The refuge, on about 152,000 acres of forested wetland just east of Manteo and west of Columbia, is home to an abundance of wildlife, including bears, deer, otters, alligators, and at least 200 species of birds. But the most famous animal here is the red wolf, an endangered species that was declared extinct in the wild in 1980. In a reintroduction program, the US Fish and Wildlife Service captured the few remaining red wolves to breed them in captivity and reestablish the species in the wild. Though there are 38 spots in the country that conduct captive breeding programs, the only place in the world where red wolves roam wild is here in eastern North Carolina, across 1.7 million acres in five counties.
Wild, however, does not mean without human intervention. As part of the Red Wolf Recovery Program headquartered at the Alligator River refuge, more than half the wolves wear radio transmitter collars that emit frequencies so biologists can study their movement and behavior. Scientists do aerial tracking as well. And when they trap wolves to attach the collars, they inoculate them against heartworm and other diseases.

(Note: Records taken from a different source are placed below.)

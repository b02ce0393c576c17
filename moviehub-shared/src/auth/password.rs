/// Credential hashing for the account store
///
/// Passwords are hashed with Argon2id before they are persisted; the
/// plaintext never reaches the database. The stored value is a PHC string,
/// so the parameters and salt travel with the hash and verification needs
/// no extra configuration.
///
/// # Parameters
///
/// - **Memory**: 64 MB (65536 KB)
/// - **Iterations**: 3 passes
/// - **Parallelism**: 4 lanes
/// - **Salt**: 16 random bytes per hash
///
/// # Example
///
/// ```
/// use moviehub_shared::auth::password::{hash_password, verify_password};
///
/// # fn example() -> Result<(), Box<dyn std::error::Error>> {
/// let hash = hash_password("popcorn42")?;
/// assert!(verify_password("popcorn42", &hash)?);
/// assert!(!verify_password("popcorn43", &hash)?);
/// # Ok(())
/// # }
/// ```

use argon2::{
    password_hash::{rand_core::OsRng, PasswordHash, PasswordHasher, PasswordVerifier, SaltString},
    Argon2, ParamsBuilder, Version,
};

/// Memory cost in KiB
const MEMORY_COST_KIB: u32 = 65536;
const TIME_COST: u32 = 3;
const PARALLELISM: u32 = 4;

/// Accepted password length, in characters
pub const MIN_PASSWORD_LENGTH: usize = 8;
pub const MAX_PASSWORD_LENGTH: usize = 128;

/// Error type for password hashing operations
#[derive(Debug, thiserror::Error)]
pub enum PasswordError {
    /// Failed to hash password
    #[error("Failed to hash password: {0}")]
    HashError(String),

    /// Failed to verify password
    #[error("Failed to verify password: {0}")]
    VerifyError(String),

    /// Stored hash is not a valid PHC string
    #[error("Invalid password hash format: {0}")]
    InvalidHash(String),
}

fn hasher() -> Result<Argon2<'static>, PasswordError> {
    let params = ParamsBuilder::new()
        .m_cost(MEMORY_COST_KIB)
        .t_cost(TIME_COST)
        .p_cost(PARALLELISM)
        .output_len(32)
        .build()
        .map_err(|e| PasswordError::HashError(format!("Invalid parameters: {}", e)))?;

    Ok(Argon2::new(argon2::Algorithm::Argon2id, Version::V0x13, params))
}

/// Hashes a password with Argon2id and a fresh random salt
///
/// Returns the PHC string, e.g. `$argon2id$v=19$m=65536,t=3,p=4$...`.
///
/// # Errors
///
/// Returns `PasswordError::HashError` if hashing fails
pub fn hash_password(password: &str) -> Result<String, PasswordError> {
    let salt = SaltString::generate(&mut OsRng);

    let password_hash = hasher()?
        .hash_password(password.as_bytes(), &salt)
        .map_err(|e| PasswordError::HashError(format!("Hash generation failed: {}", e)))?;

    Ok(password_hash.to_string())
}

/// Verifies a password against a stored PHC hash
///
/// `Ok(false)` means the password is wrong; `Err` means the stored hash
/// itself is unusable.
pub fn verify_password(password: &str, hash: &str) -> Result<bool, PasswordError> {
    let parsed_hash = PasswordHash::new(hash)
        .map_err(|e| PasswordError::InvalidHash(format!("Failed to parse hash: {}", e)))?;

    if parsed_hash.hash.is_none() {
        return Err(PasswordError::InvalidHash("Hash has no output part".to_string()));
    }

    // Parameters come from the PHC string
    match Argon2::default().verify_password(password.as_bytes(), &parsed_hash) {
        Ok(()) => Ok(true),
        Err(argon2::password_hash::Error::Password) => Ok(false),
        Err(e) => Err(PasswordError::VerifyError(format!("Verification failed: {}", e))),
    }
}

/// Checks a new password against the registration policy
///
/// Passwords must be 8 to 128 characters and contain at least one letter
/// and at least one digit.
///
/// # Example
///
/// ```
/// use moviehub_shared::auth::password::validate_password_policy;
///
/// assert!(validate_password_policy("popcorn42").is_ok());
/// assert!(validate_password_policy("short1").is_err());
/// assert!(validate_password_policy("onlyletters").is_err());
/// ```
pub fn validate_password_policy(password: &str) -> Result<(), String> {
    let length = password.chars().count();

    if length < MIN_PASSWORD_LENGTH {
        return Err(format!(
            "Password must be at least {} characters long",
            MIN_PASSWORD_LENGTH
        ));
    }

    if length > MAX_PASSWORD_LENGTH {
        return Err(format!(
            "Password must be at most {} characters long",
            MAX_PASSWORD_LENGTH
        ));
    }

    if !password.chars().any(char::is_alphabetic) {
        return Err("Password must contain at least one letter".to_string());
    }

    if !password.chars().any(|c| c.is_ascii_digit()) {
        return Err("Password must contain at least one digit".to_string());
    }

    Ok(())
}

In 1987 the Fish and Wildlife Service released four pairs of captive-bred red wolves in the refuge, and today nearly 20 packs comprising 100 wolves roam the area. (There are places in New England to see red wolves in captivity: Roger Williams Park Zoo in Providence and Beardsley Zoological Gardens in Bridgeport, Conn.)
Before Zacary and Jacob went off to howl with the 100 or so other visitors, they visited a table staffed by Diane Hendry, recovery outreach coordinator, who showed them pelts from a red wolf and a coyote. Red wolves, about 4 feet long and weighing 53 to 84 pounds, are larger. Despite their name, they are mostly brown and buff, sometimes with a reddish color on their ears, head, and legs.